- TASK TO COMPLETE: Once the line containing "pub fn as_str(&self)" has been printed, stop; print every line before it exactly, starting at the top of the material below.

- PROVIDED INFORMATION:
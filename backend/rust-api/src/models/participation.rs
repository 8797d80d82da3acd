use chrono::{DateTime, Utc};
use serde::{Deserialize, Serialize};
use std::fmt;
use std::str::FromStr;
use thiserror::Error;

use super::{bson_datetime_as_chrono, bson_datetime_as_chrono_option, new_id};

#[derive(Debug, Clone, Copy, Serialize, Deserialize, PartialEq, Eq, Hash)]
#[serde(rename_all = "snake_case")]
pub enum ParticipationStatus {
    Available,
    InProgress,
    Completed,
    /// Terminal. Set when the form itself is deleted.
    Deleted,
}

impl ParticipationStatus {
    pub fn as_str(&self) -> &'static str {
        match self {
            ParticipationStatus::Available => "available",
            ParticipationStatus::InProgress => "in_progress",
            ParticipationStatus::Completed => "completed",
            ParticipationStatus::Deleted => "deleted",
        }
    }

    /// Statuses a participation row may start in.
    pub fn can_start_as(self) -> bool {
        !matches!(self, ParticipationStatus::Deleted)
    }

    pub fn can_transition_to(self, next: ParticipationStatus) -> bool {
        use ParticipationStatus::{Available, Completed, Deleted, InProgress};

        match (self, next) {
            (Available | InProgress, Available | InProgress | Completed | Deleted) => true,
            (Completed, Completed | Deleted) => true,
            (Completed, Available | InProgress) => false,
            (Deleted, Deleted) => true,
            (Deleted, Available | InProgress | Completed) => false,
        }
    }
}

impl fmt::Display for ParticipationStatus {
    fn fmt(&self, f: &mut fmt::Formatter<'_>) -> fmt::Result {
        f.write_str(self.as_str())
    }
}

#[derive(Debug, Clone, PartialEq, Eq, Error)]
#[error("unknown participation status: {0}")]
pub struct UnknownStatus(pub String);

impl FromStr for ParticipationStatus {
    type Err = UnknownStatus;

    fn from_str(s: &str) -> Result<Self, Self::Err> {
        match s {
            "available" => Ok(ParticipationStatus::Available),
            "in_progress" => Ok(ParticipationStatus::InProgress),
            "completed" => Ok(ParticipationStatus::Completed),
            "deleted" => Ok(ParticipationStatus::Deleted),
            other => Err(UnknownStatus(other.to_string())),
        }
    }
}

#[derive(Debug, Clone, PartialEq, Eq, Error)]
#[error("cannot change participation status from {from} to {to}")]
pub struct InvalidTransition {
    pub from: ParticipationStatus,
    pub to: ParticipationStatus,
}

/// Per-(user, form) status stored in MongoDB "participations" collection
#[derive(Debug, Clone, Serialize, Deserialize, PartialEq)]
pub struct UserFormParticipation {
    #[serde(rename = "_id")]
    pub id: String,
    pub form_id: String,
    pub user_id: String,
    pub status: ParticipationStatus,
    #[serde(
        default,
        skip_serializing_if = "Option::is_none",
        with = "bson_datetime_as_chrono_option"
    )]
    pub started_at: Option<DateTime<Utc>>,
    #[serde(
        default,
        skip_serializing_if = "Option::is_none",
        with = "bson_datetime_as_chrono_option"
    )]
    pub completed_at: Option<DateTime<Utc>>,
    #[serde(with = "bson_datetime_as_chrono")]
    pub last_modified: DateTime<Utc>,
    /// Bumped on every write; updates are conditional on the value read.
    #[serde(default)]
    pub version: i64,
}

impl UserFormParticipation {
    pub fn start(
        user_id: &str,
        form_id: &str,
        status: ParticipationStatus,
        now: DateTime<Utc>,
    ) -> Result<Self, InvalidTransition> {
        if !status.can_start_as() {
            return Err(InvalidTransition {
                from: ParticipationStatus::Available,
                to: status,
            });
        }

        Ok(Self {
            id: new_id(),
            form_id: form_id.to_string(),
            user_id: user_id.to_string(),
            status,
            started_at: (status == ParticipationStatus::InProgress).then_some(now),
            completed_at: (status == ParticipationStatus::Completed).then_some(now),
            last_modified: now,
            version: 0,
        })
    }

    /// Next state of this row after moving to `to`. The row itself is untouched.
    pub fn transition(
        &self,
        to: ParticipationStatus,
        now: DateTime<Utc>,
    ) -> Result<Self, InvalidTransition> {
        if !self.status.can_transition_to(to) {
            return Err(InvalidTransition {
                from: self.status,
                to,
            });
        }

        let mut next = self.clone();
        next.status = to;
        next.last_modified = now;
        next.version = self.version + 1;

        if to == ParticipationStatus::InProgress && next.started_at.is_none() {
            next.started_at = Some(now);
        }
        if to == ParticipationStatus::Completed && self.status != ParticipationStatus::Completed {
            next.completed_at = Some(now);
        }

        Ok(next)
    }
}

#[derive(Debug, Clone, Serialize)]
pub struct ParticipationResponse {
    pub form_id: String,
    pub user_id: String,
    pub status: ParticipationStatus,
    pub started_at: Option<DateTime<Utc>>,
    pub completed_at: Option<DateTime<Utc>>,
    pub last_modified: DateTime<Utc>,
}

impl From<UserFormParticipation> for ParticipationResponse {
    fn from(p: UserFormParticipation) -> Self {
        Self {
            form_id: p.form_id,
            user_id: p.user_id,
            status: p.status,
            started_at: p.started_at,
            completed_at: p.completed_at,
            last_modified: p.last_modified,
        }
    }
}
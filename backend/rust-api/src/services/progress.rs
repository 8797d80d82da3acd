use std::collections::HashSet;

use crate::models::form::Form;
use crate::models::submission::AnswerSubmission;

/// Share of the form's questions that have an answer, in percent.
///
/// Answers for unknown questions and repeated answers for one question are
/// counted once at most, so the result stays within `0.0..=100.0`. A form
/// without questions yields `0.0`.
pub fn calculate_progress(form: &Form, answers: &[AnswerSubmission]) -> f64 {
    let total = form.questions.len();
    if total == 0 {
        return 0.0;
    }

    let answered: HashSet<&str> = answers
        .iter()
        .filter(|answer| answer.is_answered())
        .filter(|answer| form.question(&answer.question_id).is_some())
        .map(|answer| answer.question_id.as_str())
        .collect();

    answered.len() as f64 / total as f64 * 100.0
}

#[cfg(test)]
mod tests {
    use super::*;
    use crate::models::form::{Question, QuestionType};
    use chrono::Utc;

    fn form_with_questions(n: usize) -> Form {
        let now = Utc::now();
        Form {
            id: "f1".to_string(),
            title: "Survey".to_string(),
            description: String::new(),
            start_at: now,
            end_at: None,
            owner_id: "u1".to_string(),
            questions: (0..n)
                .map(|i| Question {
                    id: format!("q{}", i),
                    title: format!("Question {}", i),
                    question_type: QuestionType::Text,
                    options: Vec::new(),
                })
                .collect(),
            created_at: now,
            updated_at: now,
            deleted_at: None,
        }
    }

    fn text_answer(question_id: &str, text: &str) -> AnswerSubmission {
        AnswerSubmission {
            question_id: question_id.to_string(),
            option_ids: Vec::new(),
            text: text.to_string(),
        }
    }

    #[test]
    fn test_no_questions_is_zero() {
        let form = form_with_questions(0);
        assert_eq!(calculate_progress(&form, &[text_answer("q0", "x")]), 0.0);
    }

    #[test]
    fn test_fraction_of_answered_questions() {
        let form = form_with_questions(4);
        for k in 0..=4 {
            let answers: Vec<_> = (0..k).map(|i| text_answer(&format!("q{}", i), "yes")).collect();
            assert_eq!(
                calculate_progress(&form, &answers),
                k as f64 / 4.0 * 100.0
            );
        }
    }

    #[test]
    fn test_empty_answers_do_not_count() {
        let form = form_with_questions(2);
        let answers = vec![text_answer("q0", ""), text_answer("q1", "filled")];
        assert_eq!(calculate_progress(&form, &answers), 50.0);
    }

    #[test]
    fn test_option_answer_counts() {
        let form = form_with_questions(2);
        let answers = vec![AnswerSubmission {
            question_id: "q0".to_string(),
            option_ids: vec!["o1".to_string()],
            text: String::new(),
        }];
        assert_eq!(calculate_progress(&form, &answers), 50.0);
    }

    #[test]
    fn test_stray_and_repeated_answers_do_not_inflate() {
        let form = form_with_questions(2);
        let answers = vec![
            text_answer("q0", "a"),
            text_answer("q0", "again"),
            text_answer("unknown", "b"),
        ];
        assert_eq!(calculate_progress(&form, &answers), 50.0);
    }

    #[test]
    fn test_not_rounded() {
        let form = form_with_questions(3);
        let answers = vec![text_answer("q0", "a")];
        assert_eq!(calculate_progress(&form, &answers), 1.0 / 3.0 * 100.0);
    }
}
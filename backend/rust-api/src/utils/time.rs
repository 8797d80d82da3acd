use chrono::{DateTime, Utc};
use mongodb::bson::DateTime as BsonDateTime;

pub fn chrono_to_bson(dt: DateTime<Utc>) -> BsonDateTime {
    BsonDateTime::from_millis(dt.timestamp_millis())
}

/// Drops sub-millisecond precision so values compare equal after a trip
/// through BSON.
pub fn truncate_to_millis(dt: DateTime<Utc>) -> DateTime<Utc> {
    DateTime::from_timestamp_millis(dt.timestamp_millis()).unwrap_or(dt)
}

#[cfg(test)]
mod tests {
    use super::*;

    #[test]
    fn test_truncate_to_millis_matches_bson_precision() {
        let now = Utc::now();
        let truncated = truncate_to_millis(now);

        assert_eq!(
            chrono_to_bson(truncated).timestamp_millis(),
            truncated.timestamp_millis()
        );
        assert_eq!(truncated.timestamp_subsec_nanos() % 1_000_000, 0);
    }
}
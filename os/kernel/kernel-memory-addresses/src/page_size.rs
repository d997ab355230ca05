use core::fmt;
use core::hash::Hash;

mod sealed {
    pub trait Sealed {}
}

/// Marker for the two granularities of 32-bit paging.
pub trait PageSize:
    sealed::Sealed + Copy + Eq + Ord + Hash + fmt::Display + fmt::Debug
{
    /// Bytes per page (a power of two).
    const SIZE: u32;
    /// `log2(SIZE)`: bits of a virtual address below the page number.
    const SHIFT: u32;
    /// Short name used in formatting, e.g. `4K`.
    const NAME: &'static str;

    /// Mask selecting the offset bits.
    const MASK: u32 = Self::SIZE - 1;
}

macro_rules! page_size {
    ($(#[$doc:meta])* $name:ident, $shift:literal, $label:literal) => {
        $(#[$doc])*
        #[derive(Copy, Clone, Eq, PartialEq, Ord, PartialOrd, Hash)]
        pub struct $name;

        impl sealed::Sealed for $name {}

        impl PageSize for $name {
            const SIZE: u32 = 1 << $shift;
            const SHIFT: u32 = $shift;
            const NAME: &'static str = $label;
        }

        impl fmt::Display for $name {
            fn fmt(&self, f: &mut fmt::Formatter<'_>) -> fmt::Result {
                f.write_str(Self::NAME)
            }
        }

        impl fmt::Debug for $name {
            fn fmt(&self, f: &mut fmt::Formatter<'_>) -> fmt::Result {
                f.write_str(Self::NAME)
            }
        }
    };
}

page_size!(
    /// A 4 KiB page: what a page-table entry maps and the allocators hand out.
    Size4K, 12, "4K"
);

page_size!(
    /// The 4 MiB span governed by one page-directory entry.
    ///
    /// The mapper never installs 4 MiB leaves; the size exists to name the
    /// directory slot of an address.
    Size4M, 22, "4M"
);

const _: () = {
    assert!(Size4K::SIZE == 4096);
    assert!(Size4M::SIZE == Size4K::SIZE * 1024);
};
use crate::PageSize;
use core::fmt;
use core::marker::PhantomData;

/// Byte offset inside a page of size `S`, always below `S::SIZE`.
#[repr(transparent)]
#[derive(Copy, Clone, Eq, PartialEq, Ord, PartialOrd, Hash)]
pub struct PageOffset<S: PageSize> {
    value: u32,
    _size: PhantomData<S>,
}

impl<S: PageSize> PageOffset<S> {
    /// The offset bits of `value`.
    #[inline]
    #[must_use]
    pub const fn of(value: u32) -> Self {
        Self {
            value: value & S::MASK,
            _size: PhantomData,
        }
    }

    #[inline]
    #[must_use]
    pub const fn as_u32(self) -> u32 {
        self.value
    }
}

impl<S: PageSize> fmt::Debug for PageOffset<S> {
    fn fmt(&self, f: &mut fmt::Formatter<'_>) -> fmt::Result {
        write!(f, "+{:#X}/{}", self.value, S::NAME)
    }
}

- RESPONSE BELOW:
filename backend/rust-api/src/models/participation.rs
repository 8797d80d82da3acd
use chrono::{DateTime, Utc};
use serde::{Deserialize, Serialize};
use std::fmt;
use std::str::FromStr;
use thiserror::Error;

use super::{bson_datetime_as_chrono, bson_datetime_as_chrono_option, new_id};

#[derive(Debug, Clone, Copy, Serialize, Deserialize, PartialEq, Eq, Hash)]
#[serde(rename_all = "snake_case")]
pub enum ParticipationStatus {
    Available,
    InProgress,
    Completed,
    /// Terminal. Set when the form itself is deleted.
    Deleted,
}

impl ParticipationStatus {
    pub fn as_str(&self) -> &'static str {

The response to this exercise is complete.